*** Data supplied ***
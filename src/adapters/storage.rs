use crate::domain::ports::AssetStorage;
use crate::utils::error::{PromptError, Result};
use std::fs;
use std::path::{Path, PathBuf};

#[derive(Debug, Clone)]
pub struct LocalStorage {
    base_path: PathBuf,
}

impl LocalStorage {
    pub fn new(base_path: impl Into<PathBuf>) -> Self {
        Self {
            base_path: base_path.into(),
        }
    }

    /// Storage rooted at this crate's own directory, independent of the
    /// process working directory.
    pub fn crate_root() -> Self {
        Self::new(env!("CARGO_MANIFEST_DIR"))
    }

    pub fn base_path(&self) -> &Path {
        &self.base_path
    }
}

impl AssetStorage for LocalStorage {
    fn resolve(&self, path: &str) -> PathBuf {
        self.base_path.join(path)
    }

    fn read(&self, path: &str) -> Result<Vec<u8>> {
        let full_path = self.resolve(path);
        tracing::debug!("Reading {}", full_path.display());
        fs::read(&full_path).map_err(|e| PromptError::from_io(full_path, e))
    }
}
*** End of Data supplied ***
Your task
Starting at the line that contains "pub fn base_path(&self)", write out every line through the end of the entries, exactly and with nothing added.

Task response
    pub fn base_path(&self) -> &Path {
        &self.base_path
    }
}

impl AssetStorage for LocalStorage {
    fn resolve(&self, path: &str) -> PathBuf {
        self.base_path.join(path)
    }

    fn read(&self, path: &str) -> Result<Vec<u8>> {
        let full_path = self.resolve(path);
        tracing::debug!("Reading {}", full_path.display());
        fs::read(&full_path).map_err(|e| PromptError::from_io(full_path, e))
    }
}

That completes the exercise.